Language Models: N-grams

for some applications, a useful way to model a language is as a sequence of tokens

  • atokens could be words, or characters, or syllables, or sentences — different applications might best be handled with different tokens

for example, suppose you have a sentence consisting of 5 word tokens: <w1, w2, w3, w4, w5>

  • e.g. “Fonzi ate ten red apples” is a five-word sentence, where w1=Fonzi, w2=ate, w3=ten, etc.

the unigrams of the sentence are just the individual words: w1, w2, w3, w4, w5

the bigrams of the sentence are the pairs of adjacent words: (w1,w2), (w2,w3), (w3,w4), (w4,w5)

the trigrams of the sentences are triple of 3 adjacent words: (w1,w2,w3), (w2,w3,w4), (w3,w4,w5)

in general, an n-gram is a sequence of n consecutive words from a text

given a large corpus of text, i.e. a collection of documents, we can count n-grams and get useful information about the probability of particular n-grams

for example, suppose we have counted all the trigrams for a large collection of news articles from the web

given two words followed by a blank, such as “Simon Fraser ___”, we can make a good guess about the most likely way to fill in the blank by looking at all the trigrams that start with “Simon Fraser” and choosing the most frequently occurring word after that

n-grams can also be done at the level of characters, which is useful for applications such as:

  • language identification, i.e. determining what language a text is written in
  • spelling correction
  • genre identification, i.e. determining if a text is a news story, a scientific publication, a novel, etc.
  • named entity recognition, i.e. determining the names of things (like people, countries, businesses) mentioned in a text

Text Classification

test classification is the problem of labeling a text as being in one of a given set of pre-defined categories

for example, spam detection labels email as either “ham” or “spam”

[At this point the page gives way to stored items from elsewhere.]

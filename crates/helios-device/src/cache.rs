//! Per-device residency data and resource caches.
//!
//! Everything a shader variant touches on one device is cached here:
//! BVH proxies, table proxies, decoded images, named buffers, the GPU
//! stream pairs and the device-side film/AOV copies. Lookups are keyed
//! by absolute path (or resource id translated to a path) and survive
//! for the lifetime of the device.

use hashbrown::HashMap;
use helios_core::ParameterSet;
use helios_stats::{ShaderKey, ShaderType};
use parking_lot::RwLock;
use std::sync::Arc;
use tracing::error;

use crate::backend::{DeviceArray, DeviceBackend};
use crate::settings::StreamRay;
use crate::stream::DeviceStream;

/// Width of a resident BVH proxy.
#[derive(Debug, Clone, Copy, PartialEq, Eq)]
pub enum BvhWidth {
    W2,
    W4,
    W8,
}

/// Resident BVH nodes and leaves for one primitive type.
pub struct BvhProxy {
    pub width: BvhWidth,
    pub nodes: DeviceArray<u8>,
    pub leaves: DeviceArray<u8>,
}

/// Resident dynamic table.
pub struct DynTableProxy {
    pub entry_count: usize,
    pub lookups: DeviceArray<helios_scene::LookupEntry>,
    pub data: DeviceArray<u8>,
}

/// Resident raw byte buffer (fix tables, named request buffers).
#[derive(Default)]
pub struct DeviceBuffer {
    pub data: DeviceArray<u8>,
}

/// Resident float RGBA image.
#[derive(Default)]
pub struct DeviceImage {
    pub data: DeviceArray<f32>,
    pub width: usize,
    pub height: usize,
}

/// Resident packed 8-bit RGBA image.
#[derive(Default)]
pub struct DevicePackedImage {
    pub data: DeviceArray<u8>,
    pub width: usize,
    pub height: usize,
}

/// Usage numbers of one resource, attributed to the loading shader.
#[derive(Debug, Clone, Copy, Default)]
pub struct ResourceStats {
    pub counter: usize,
    pub memory_usage: usize,
}

/// Resources a shader pulled in, for telemetry.
#[derive(Default)]
pub struct ShaderInfo {
    pub images: HashMap<String, ResourceStats>,
    pub packed_images: HashMap<String, ResourceStats>,
}

/// Number of logical stream sides kept per GPU device.
pub const GPU_STREAM_BUFFER_COUNT: usize = 2;

/// All residency data of one device id.
pub struct DeviceData {
    pub bvh_ents: HashMap<String, BvhProxy>,
    pub dyntables: HashMap<String, DynTableProxy>,
    pub fixtables: HashMap<String, DeviceBuffer>,
    pub images: HashMap<String, DeviceImage>,
    pub packed_images: HashMap<String, DevicePackedImage>,
    pub buffers: HashMap<String, DeviceBuffer>,

    pub primary: [DeviceStream; GPU_STREAM_BUFFER_COUNT],
    pub secondary: [DeviceStream; GPU_STREAM_BUFFER_COUNT],
    /// Indices into `primary`/`secondary`, swapped by the GPU shaders.
    pub current_primary: [usize; GPU_STREAM_BUFFER_COUNT],
    pub current_secondary: [usize; GPU_STREAM_BUFFER_COUNT],

    pub film_pixels: DeviceArray<f32>,
    pub aovs: HashMap<String, DeviceArray<f32>>,
    pub tonemap_pixels: DeviceArray<u32>,

    pub ray_list: DeviceArray<StreamRay>,
    /// Upload stamp of the ray list, compared against the render pass
    /// counter so stale tracer rays are never reused.
    pub ray_list_stamp: u64,

    pub tmp_buffer: DeviceArray<i32>,
    pub tmp_ray_begins: DeviceArray<i32>,
    pub tmp_ray_ends: DeviceArray<i32>,

    /// Current shader context of GPU dispatches (CPU dispatches track
    /// this in the thread scratch instead).
    pub current_local_registry: Option<Arc<RwLock<ParameterSet>>>,
    pub current_shader_key: ShaderKey,
}

impl Default for DeviceData {
    fn default() -> Self {
        Self {
            bvh_ents: HashMap::new(),
            dyntables: HashMap::new(),
            fixtables: HashMap::new(),
            images: HashMap::new(),
            packed_images: HashMap::new(),
            buffers: HashMap::new(),
            primary: Default::default(),
            secondary: Default::default(),
            current_primary: [0, 1],
            current_secondary: [0, 1],
            film_pixels: DeviceArray::empty(),
            aovs: HashMap::new(),
            tonemap_pixels: DeviceArray::empty(),
            ray_list: DeviceArray::empty(),
            ray_list_stamp: 0,
            tmp_buffer: DeviceArray::empty(),
            tmp_ray_begins: DeviceArray::empty(),
            tmp_ray_ends: DeviceArray::empty(),
            current_local_registry: None,
            current_shader_key: ShaderKey::new(0, ShaderType::Device, 0),
        }
    }
}

/// A decoded float RGBA image ready for upload.
pub struct LoadedImage {
    pub pixels: Vec<f32>,
    pub width: usize,
    pub height: usize,
    pub channels: usize,
}

impl LoadedImage {
    /// The 1×1 magenta substitute for failed loads.
    #[must_use]
    pub fn fallback() -> Self {
        Self {
            pixels: vec![1.0, 0.0, 1.0, 1.0],
            width: 1,
            height: 1,
            channels: 4,
        }
    }
}

/// A decoded packed RGBA image ready for upload.
pub struct LoadedPackedImage {
    pub pixels: Vec<u8>,
    pub width: usize,
    pub height: usize,
    pub channels: usize,
}

impl LoadedPackedImage {
    /// The 1×1 magenta substitute for failed loads.
    #[must_use]
    pub fn fallback() -> Self {
        Self {
            pixels: vec![255, 0, 255, 255],
            width: 1,
            height: 1,
            channels: 4,
        }
    }
}

/// Decode an image file into float RGBA.
pub fn load_image_file(path: &str) -> Result<LoadedImage, String> {
    let img = image::open(path).map_err(|e| format!("Failed to load image '{path}': {e}"))?;
    let channels = img.color().channel_count() as usize;
    let rgba = img.to_rgba32f();
    let (width, height) = rgba.dimensions();
    Ok(LoadedImage {
        pixels: rgba.into_raw(),
        width: width as usize,
        height: height as usize,
        channels,
    })
}

/// Decode an image file into packed 8-bit RGBA.
///
/// With `linear` set the samples are converted from sRGB into linear
/// space; otherwise the encoded bytes are kept as stored.
pub fn load_packed_image_file(path: &str, linear: bool) -> Result<LoadedPackedImage, String> {
    let img = image::open(path).map_err(|e| format!("Failed to load image '{path}': {e}"))?;
    let channels = img.color().channel_count() as usize;
    let rgba = img.to_rgba8();
    let (width, height) = rgba.dimensions();
    let mut pixels = rgba.into_raw();

    if linear {
        for px in pixels.chunks_exact_mut(4) {
            for c in &mut px[..3] {
                *c = srgb_to_linear_u8(*c);
            }
        }
    }

    Ok(LoadedPackedImage {
        pixels,
        width: width as usize,
        height: height as usize,
        channels,
    })
}

fn srgb_to_linear_u8(value: u8) -> u8 {
    let v = f32::from(value) / 255.0;
    let linear = if v <= 0.04045 {
        v / 12.92
    } else {
        ((v + 0.055) / 1.055).powf(2.4)
    };
    (linear * 255.0 + 0.5).clamp(0.0, 255.0) as u8
}

/// Upload a decoded image.
#[must_use]
pub fn upload_image(backend: &DeviceBackend, img: &LoadedImage, label: &str) -> DeviceImage {
    DeviceImage {
        data: backend.copy_to_device(&img.pixels, label),
        width: img.width,
        height: img.height,
    }
}

/// Upload a decoded packed image.
#[must_use]
pub fn upload_packed_image(
    backend: &DeviceBackend,
    img: &LoadedPackedImage,
    label: &str,
) -> DevicePackedImage {
    DevicePackedImage {
        data: backend.copy_to_device(&img.pixels, label),
        width: img.width,
        height: img.height,
    }
}

/// Read a raw buffer file.
pub fn read_buffer_file(path: &str) -> std::io::Result<Vec<u8>> {
    let data = std::fs::read(path)?;
    if data.len() % 4 != 0 {
        error!("Buffer '{path}' is not properly sized");
    }
    Ok(data)
}

#[cfg(test)]
mod tests {
    use super::*;

    #[test]
    fn fallback_image_is_magenta() {
        let img = LoadedImage::fallback();
        assert_eq!(img.width, 1);
        assert_eq!(img.height, 1);
        assert_eq!(img.pixels, vec![1.0, 0.0, 1.0, 1.0]);

        let packed = LoadedPackedImage::fallback();
        assert_eq!(packed.pixels, vec![255, 0, 255, 255]);
    }

    #[test]
    fn missing_file_reports_error() {
        assert!(load_image_file("/definitely/not/here.png").is_err());
        assert!(load_packed_image_file("/definitely/not/here.png", true).is_err());
    }

    #[test]
    fn srgb_endpoints_are_stable() {
        assert_eq!(srgb_to_linear_u8(0), 0);
        assert_eq!(srgb_to_linear_u8(255), 255);
        assert!(srgb_to_linear_u8(128) < 128);
    }
}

for example, a marker gives an English essay a grade of “A+”, “A”, “B”, “C+”, etc.

n-grams can be useful in spam detection

  • typically, spam detector is trained on both ham and spam messages, so that it can create a model for Prob(Message|Spam) and another language model for Prob(Message|Ham)

    • the notation Prob(x|y) is a conditional probability, and means “the probability of x given that y is the case”
  • then given a new message, Bayes rule is used to estimate the probability of spam/ham:

            argmax P(c|Message) = argmax P(Message|c)P(c)
    
    where c in {ham, spam}
    

in addition to word-based n-grams, spam filters may also used character-based n-grams so they can catch intentional misspellings like “f.r.e.e!”

another interesting idea for text classification mentioned in the textbook is to use compression

  • text compression algorithms, like zip, essentially find patterns in text and replace those patterns with shorter descriptions
  • you can detect spam using compression as follows:
    • append all your training spam messages into a text file and compress it
    • append all your training ham messages into another text file and compress it
    • when you get a new message M, append it to both the spam and ham messages, and compress the result — whichever compresses to a smaller file is then used to classify M, e.g. if the spam messages compress smaller, then M is classified as spam
    • the intuition is that if M will compress well with a set of other messages if M shares similar patterns
    • experiments with off-the-shelf compression tools show that they can do about as well as n-gram classification, but they’re not as fast

Information Retrieval

information retrieval (IR) is the task of finding documents relevant to a users needs

these days, IR is dominated by web searching, but there’s a long history of IR research before the web

many early IR system used boolean keyword searching, i.e. you could write logical queries like (“farm” and (“BC” or “Alberta”))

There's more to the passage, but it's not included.